Without a document URI lexicon, address documents by a constructed URI is less efficient.
Manipulating a day or month’s worth of data means handling a lot of documents all at once.
Handling individual documents often means addressing them by URI.

Also, because of the experimental nature of my research, I don’t intend on keeping a full archive of the CWOP weather data and the time has come to cull months from the database that I don’t need and can’t afford to store. In general, my server can support 3-4 months of data before I need more disk space or possibly more memory.

So, the task at hand is to delete several months worth of data. Sounds simple, right? Remember, each month represents 45 million documents whose access by URI isn’t preferred. As such, finding and deleting weather report document by a simple query can be expensive:

declare namespace s="http://weather.milowski.com/V/APRS/";
let $dtstart := xs:dateTime("2013-01-01T00:00:00Z"),
    $dtend := xs:dateTime("2013-02-01T00:00:00Z")
   for $r in collection("http://weather.milowski.com/weather/")/s:report[@received>=$dtstart and @received<$dtend]
      return xdmp:document-delete(base-uri($r))

That’s an iteration over 45+ million documents and so we expect that to be very, very slow.
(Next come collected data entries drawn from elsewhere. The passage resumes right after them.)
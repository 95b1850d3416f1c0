//! Weekly attention schedules.
//!
//! A [`WeeklySchedule`] always holds exactly seven days, one per
//! weekday, and no day ever stores an overlapping pair of slots
//! (boundary contact included). Every mutation goes through a checked
//! operation that returns a new schedule, so a rejected edit leaves the
//! caller's value untouched and the invariants can never be observed
//! broken from outside this module.

use serde::{Deserialize, Serialize};

use super::error::ScheduleError;
use super::slot::{SlotField, TimeSlot};
use super::time::TimeOfDay;
use super::weekday::Weekday;

/// One weekday's open/closed flag and its attention slots.
///
/// Closing a day keeps its slots, so re-opening restores the previous
/// hours. The stored slot list is overlap-free whether or not the day
/// is currently open.
#[derive(Debug, Clone, PartialEq, Eq, Serialize, Deserialize)]
#[serde(rename_all = "camelCase", try_from = "RawDaySchedule")]
pub struct DaySchedule {
    day: Weekday,
    is_open: bool,
    slots: Vec<TimeSlot>,
}

/// Unvalidated mirror used to re-check invariants on deserialize.
#[derive(Deserialize)]
#[serde(rename_all = "camelCase")]
struct RawDaySchedule {
    day: Weekday,
    is_open: bool,
    slots: Vec<TimeSlot>,
}

impl TryFrom<RawDaySchedule> for DaySchedule {
    type Error = ScheduleError;

    fn try_from(raw: RawDaySchedule) -> Result<Self, ScheduleError> {
        Self::new(raw.day, raw.is_open, raw.slots)
    }
}

impl DaySchedule {
    /// Create a day record, rejecting overlapping slots.
    pub fn new(
        day: Weekday,
        is_open: bool,
        slots: Vec<TimeSlot>,
    ) -> Result<Self, ScheduleError> {
        if let Some((existing, proposed)) = first_overlap(&slots) {
            return Err(ScheduleError::Overlap {
                day,
                existing,
                proposed,
            });
        }
        Ok(Self {
            day,
            is_open,
            slots,
        })
    }

    /// Which weekday this record describes.
    pub fn day(&self) -> Weekday {
        self.day
    }

    /// Is the entity open on this day at all?
    pub fn is_open(&self) -> bool {
        self.is_open
    }

    /// The slots in insertion order.
    pub fn slots(&self) -> &[TimeSlot] {
        &self.slots
    }
}

fn first_overlap(slots: &[TimeSlot]) -> Option<(TimeSlot, TimeSlot)> {
    for (i, a) in slots.iter().enumerate() {
        for b in &slots[i + 1..] {
            if a.overlaps(b) {
                return Some((*a, *b));
            }
        }
    }
    None
}

/// A full weekly schedule: exactly seven days, each weekday once.
///
/// The stored day order is preserved for display; lookups by weekday are
/// total because construction guarantees every weekday is present.
///
/// # Examples
///
/// ```
/// use horario_core::domain::{Weekday, WeeklySchedule};
///
/// let schedule = WeeklySchedule::default();
/// assert!(schedule.day(Weekday::Monday).is_open());
/// assert!(!schedule.day(Weekday::Sunday).is_open());
/// ```
#[derive(Debug, Clone, PartialEq, Eq, Serialize, Deserialize)]
#[serde(try_from = "Vec<DaySchedule>", into = "Vec<DaySchedule>")]
pub struct WeeklySchedule {
    days: Vec<DaySchedule>,
}

impl TryFrom<Vec<DaySchedule>> for WeeklySchedule {
    type Error = ScheduleError;

    fn try_from(days: Vec<DaySchedule>) -> Result<Self, ScheduleError> {
        if days.len() != 7 {
            return Err(ScheduleError::MalformedWeek);
        }
        for weekday in Weekday::ALL {
            if days.iter().filter(|d| d.day == weekday).count() != 1 {
                return Err(ScheduleError::MalformedWeek);
            }
        }
        Ok(Self { days })
    }
}

impl From<WeeklySchedule> for Vec<DaySchedule> {
    fn from(schedule: WeeklySchedule) -> Self {
        schedule.days
    }
}

impl Default for WeeklySchedule {
    /// Weekdays open 08:00 - 13:00 and 14:00 - 18:00; weekend closed.
    fn default() -> Self {
        let weekday_slots = vec![literal_slot(8, 0, 13, 0), literal_slot(14, 0, 18, 0)];
        let days = Weekday::ALL
            .iter()
            .map(|&day| {
                let is_open = !matches!(day, Weekday::Saturday | Weekday::Sunday);
                let slots = if is_open {
                    weekday_slots.clone()
                } else {
                    Vec::new()
                };
                DaySchedule { day, is_open, slots }
            })
            .collect();
        Self { days }
    }
}

fn literal_slot(sh: u8, sm: u8, eh: u8, em: u8) -> TimeSlot {
    let start = TimeOfDay::new(sh, sm).expect("literal time is in range");
    let end = TimeOfDay::new(eh, em).expect("literal time is in range");
    TimeSlot::new(start, end).expect("literal slot is ordered")
}

impl WeeklySchedule {
    /// Look up one day's record. Total: every weekday is present by
    /// construction.
    pub fn day(&self, day: Weekday) -> &DaySchedule {
        self.days
            .iter()
            .find(|d| d.day == day)
            .expect("every weekday present by construction")
    }

    fn day_mut(&mut self, day: Weekday) -> &mut DaySchedule {
        self.days
            .iter_mut()
            .find(|d| d.day == day)
            .expect("every weekday present by construction")
    }

    /// The seven day records in stored (display) order.
    pub fn days(&self) -> &[DaySchedule] {
        &self.days
    }

    /// Flip a day between open and closed.
    ///
    /// Slots are kept either way, so re-opening restores the previous
    /// hours.
    pub fn toggle_day_open(&self, day: Weekday) -> WeeklySchedule {
        let mut next = self.clone();
        let record = next.day_mut(day);
        record.is_open = !record.is_open;
        next
    }

    /// Add a slot to a day, rejecting any conflict with existing slots.
    ///
    /// Conflicts include shared boundaries: a new slot starting exactly
    /// where another ends is refused.
    ///
    /// # Examples
    ///
    /// ```
    /// use horario_core::domain::{TimeSlot, Weekday, WeeklySchedule};
    ///
    /// let schedule = WeeklySchedule::default();
    /// let slot = TimeSlot::new("09:00".parse().unwrap(), "12:00".parse().unwrap()).unwrap();
    ///
    /// // Saturday has no slots, so nothing conflicts.
    /// let updated = schedule.add_slot(Weekday::Saturday, slot).unwrap();
    /// assert_eq!(updated.day(Weekday::Saturday).slots().len(), 1);
    ///
    /// // The original value is untouched.
    /// assert!(schedule.day(Weekday::Saturday).slots().is_empty());
    /// ```
    pub fn add_slot(
        &self,
        day: Weekday,
        slot: TimeSlot,
    ) -> Result<WeeklySchedule, ScheduleError> {
        if let Some(existing) = self.day(day).slots.iter().find(|s| s.overlaps(&slot)) {
            return Err(ScheduleError::Overlap {
                day,
                existing: *existing,
                proposed: slot,
            });
        }
        let mut next = self.clone();
        next.day_mut(day).slots.push(slot);
        Ok(next)
    }

    /// Remove the slot at `index` on a day.
    ///
    /// Removal can never violate the overlap invariant, so it only
    /// fails when the index does not exist.
    pub fn remove_slot(
        &self,
        day: Weekday,
        index: usize,
    ) -> Result<WeeklySchedule, ScheduleError> {
        if index >= self.day(day).slots.len() {
            return Err(ScheduleError::NoSuchSlot { day, index });
        }
        let mut next = self.clone();
        next.day_mut(day).slots.remove(index);
        Ok(next)
    }

    /// Edit one bound of the slot at `index` on a day.
    ///
    /// The edited slot is re-validated (`start < end`) and re-checked
    /// for conflicts against every other slot on that day, excluding
    /// the slot being edited.
    pub fn update_slot(
        &self,
        day: Weekday,
        index: usize,
        field: SlotField,
        value: TimeOfDay,
    ) -> Result<WeeklySchedule, ScheduleError> {
        let slots = &self.day(day).slots;
        let current = *slots
            .get(index)
            .ok_or(ScheduleError::NoSuchSlot { day, index })?;

        let edited = match field {
            SlotField::Start => TimeSlot::new(value, current.end()),
            SlotField::End => TimeSlot::new(current.start(), value),
        }?;

        let conflict = slots
            .iter()
            .enumerate()
            .find(|&(i, s)| i != index && s.overlaps(&edited));
        if let Some((_, existing)) = conflict {
            return Err(ScheduleError::Overlap {
                day,
                existing: *existing,
                proposed: edited,
            });
        }

        let mut next = self.clone();
        next.day_mut(day).slots[index] = edited;
        Ok(next)
    }
}
//! Business-hours availability engine for the notary directory.
//!
//! Answers "is this office open right now?" and "when does it next
//! open?" from a weekly attention schedule and the national holiday
//! calendar, evaluated at Peru's fixed UTC-5 offset.

pub mod availability;
pub mod domain;
pub mod holidays;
In fact, it will most certainly timeout on the server and nothing will actually get deleted.

For any problem like this, we need to divide the task into reasonable sized smaller tasks which the server can complete within the allocated time limit. With the MLD approach , we need to rely on the organization of the documents. That is, deleting collections or directories is very fast in comparison to deleting each document individually.

Unfortunately for me, I didn’t organize my weather data by time periods like days or months. Instead, I organized it by metadata like station identifier. As such, I have no way to easily delete my data by month and so the first task is to organize my data.

XProc to the Rescue!

Fortunately, technologies like XProc exist and have easy ways to interact with MarkLogic . In fact, Calabash ships with MarkLogic specific steps that let me send adhoc queries to the server. This allows me to poke at data or, in this case, delete documents.

In my testing, empirical evidence suggests that I can delete a day’s worth (1.5 million documents) easily within the transaction time limit. All I need to do is create collections for each day, assign the appropriate weather report documents to those collections, and then we’re ready to delete. That does mean we need to iterate through each day’s worth of documents.

Iterating 1.5+ million documents in a single transaction is still a bad idea even though adjusting metadata (e.g. collections that they belong to) is reasonably fast. As such, we need to group documents into even smaller partitions (e.g. 1 hour segments) and process them as separate transactions. That results in a more reasonable number of about 62,000 documents per transaction.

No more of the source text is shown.